Monday, October 8, 2012

XCOM: Then... (1994 Microprose)


Tonight at just before midnight, one of my most anticipated games of the year is releasing. That's a bold statement in a fall that is so packed with amazing game releases for PC and consoles that even someone without a job or school commitments can't possibly make the time to play everything. When XCOM: Enemy Unknown arrives, I expect that my time with the other fall releases, as well as the games I still have from the Summer Sale that didn't get the time they deserve will come to an abrupt halt. I've spent a week watching videos and reading reviews. I'll give a full review of the 2012 XCOM once I've emerged from a likely weeklong bender playing it. To understand why I am so hyped for this game, you have to look at the game it is a remake of, 1994's X-Com: UFO Defense (known as UFO: Enemy Unknown in Europe.)

The Global Geoscope view is, along with base-building and the tactical combat, 1/3 of the X-Com experience.

Most games from almost 20 years ago don't hold up very well. Even if you can get past the dated graphics of years gone by, when you take off the rose-tinted glasses, gameplay has come a long way. The original X-Com is still compelling, still brutally difficult, and still fun if you can actually manage the downright hostile user interface. I've made my love of turn based strategy well known, between Jagged Alliance and Civilization I've spent countless hours planning, plotting and fighting battles one turn or action point at a time. Xcom is a game that I realize even now I've never gotten very good at. In the year 1999, Aliens invade and the Earth pools its money to fund a global organization to combat the threat. The situation is near-hopeless, but you are the last hope for humanity.

I can say that with many hours into the game, I've never won. I am still challenged even on beginner difficulty in a game that has veteran players modding it to further increase the challenge. X-Com does not tailor itself to the player, from the beginning, the aliens are playing to win, independent of your skill or decisions. Globally, you have to manage bases, respond to threats and learn where the aliens are and what they want. You fight on the ground with normal human troops each with unique names and statistics over landed UFOs or crashed ones you've shot down. Capturing alien technology for research, figuring out where alien bases are, even capturing live specimens for study are goals from day one, and even surviving the aliens is a challenge.

Inside an enemy spaceship, the squad from an Escapist Magazine forum's Let's Play
faces a dreaded Chryssalid. Zombification imminent.

Your soldiers get better with time, but against alien weaponry they die. Even once armor has been researched and produced, and you have energy weapons at your disposal, in a single turn a soldier can be killed, and death is permanent. Every battlefield is procedurally generated, all terrain (aside from UFO walls is destroyable, and if you have the action points, you can issue a wide variety of orders to the troops. Grenades, rocket launchers, and stun batons supplement conventional weaponry, and tanks can be loaded into transports to assist your troops. If a psionic alien can be captured alive while it is mind controlling your troops to drop grenades into the middle of the squad, psychic powers can be researched, and psi-soldiers trained.

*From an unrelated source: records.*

//! Demo web UI compiled into the binary, served when no external web root is
//! mounted.

const INDEX_HTML: &[u8] = include_bytes!("../../web/index.html");
const APP_JS: &[u8] = include_bytes!("../../web/app.js");

/// Map a request path to embedded bytes and their MIME type.
pub fn lookup(path: &str) -> Option<(&'static [u8], &'static str)> {
    match path.trim_start_matches('/') {
        "" | "index.html" => Some((INDEX_HTML, "text/html; charset=utf-8")),
        "app.js" => Some((APP_JS, "application/javascript")),
        _ => None,
    }
}

#[cfg(test)]
mod tests {
    use super::*;

    #[test]
    fn root_serves_index() {
        let (bytes, mime) = lookup("/").expect("index");
        assert!(mime.starts_with("text/html"));
        assert!(!bytes.is_empty());
    }

    #[test]
    fn unknown_paths_miss() {
        assert!(lookup("/missing.css").is_none());
    }
}
//! src/app/reglages.rs
//!
//! Réglages utilisateur (fichier TOML facultatif).
//!
//! Emplacement : `<config_dir>/calculatrice-sci/reglages.toml`
//!
//! ```toml
//! decimales = 10                  # 0..=15
//! shift = "apres_fonction"        # ou "apres_chaque_touche"
//! journal = "info"                # filtre tracing si RUST_LOG absent
//! largeur = 380.0
//! hauteur = 560.0
//! ```
//!
//! Un fichier absent donne les valeurs par défaut ; un fichier illisible remonte
//! une ErreurReglages que main.rs journalise avant de repartir des défauts.

use std::path::{Path, PathBuf};

use serde::Deserialize;
use thiserror::Error;

use crate::noyau::DECIMALES_DEFAUT;

use super::composition::PolitiqueShift;

/// Au-delà, les décimales affichées ne sont que du bruit f64.
const DECIMALES_MAX: u32 = 15;

const DOSSIER: &str = "calculatrice-sci";
const FICHIER: &str = "reglages.toml";

#[derive(Error, Debug)]
pub enum ErreurReglages {
    #[error("lecture de {chemin} impossible")]
    Io {
        chemin: PathBuf,
        #[source]
        source: std::io::Error,
    },

    #[error("réglages TOML invalides")]
    Toml(#[source] toml::de::Error),
}

#[derive(Clone, Debug, PartialEq, Deserialize)]
#[serde(default)]
pub struct Reglages {
    pub decimales: u32,
    pub shift: PolitiqueShift,
    pub journal: String,
    pub largeur: f32,
    pub hauteur: f32,
}

impl Default for Reglages {
    fn default() -> Self {
        Self {
            decimales: DECIMALES_DEFAUT,
            shift: PolitiqueShift::default(),
            journal: "info".to_string(),
            largeur: 380.0,
            hauteur: 560.0,
        }
    }
}

impl Reglages {
    /// Analyse un contenu TOML (clés absentes => défaut), puis borne les valeurs.
    pub fn depuis_toml(contenu: &str) -> Result<Self, ErreurReglages> {
        let r: Reglages = toml::from_str(contenu).map_err(ErreurReglages::Toml)?;
        Ok(r.bornes())
    }

    /// Fichier absent => défaut ; autre échec => erreur.
    pub fn depuis_fichier(chemin: &Path) -> Result<Self, ErreurReglages> {
        match std::fs::read_to_string(chemin) {
            Ok(contenu) => Self::depuis_toml(&contenu),
            Err(e) if e.kind() == std::io::ErrorKind::NotFound => Ok(Self::default()),
            Err(source) => Err(ErreurReglages::Io {
                chemin: chemin.to_path_buf(),
                source,
            }),
        }
    }

    pub fn chemin_par_defaut() -> Option<PathBuf> {
        dirs::config_dir().map(|d| d.join(DOSSIER).join(FICHIER))
    }

    /// Chargement au démarrage : pas de dossier ni de fichier => défaut.
    pub fn charger() -> Result<Self, ErreurReglages> {
        match Self::chemin_par_defaut() {
            Some(chemin) => Self::depuis_fichier(&chemin),
            None => Ok(Self::default()),
        }
    }

    fn bornes(mut self) -> Self {
        self.decimales = self.decimales.min(DECIMALES_MAX);
        self.largeur = self.largeur.max(280.0);
        self.hauteur = self.hauteur.max(420.0);
        self
    }
}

The new game has big shoes to fill. Along with Sid Meier's Civilization, X-Com was one of the titles that made Microprose huge in the 1990s. Luckily, Sid Meier's own studio, Firaxis Games has taken up the challenge, and I look forward tonight to seeing Sectoids mind-control my hapless squaddies while Cyberdisks move in for the kill and Chryssalids happily turn civilians into zombies to panic and terrorize the citizens of a likely doomed Earth. Should be a lot of fun.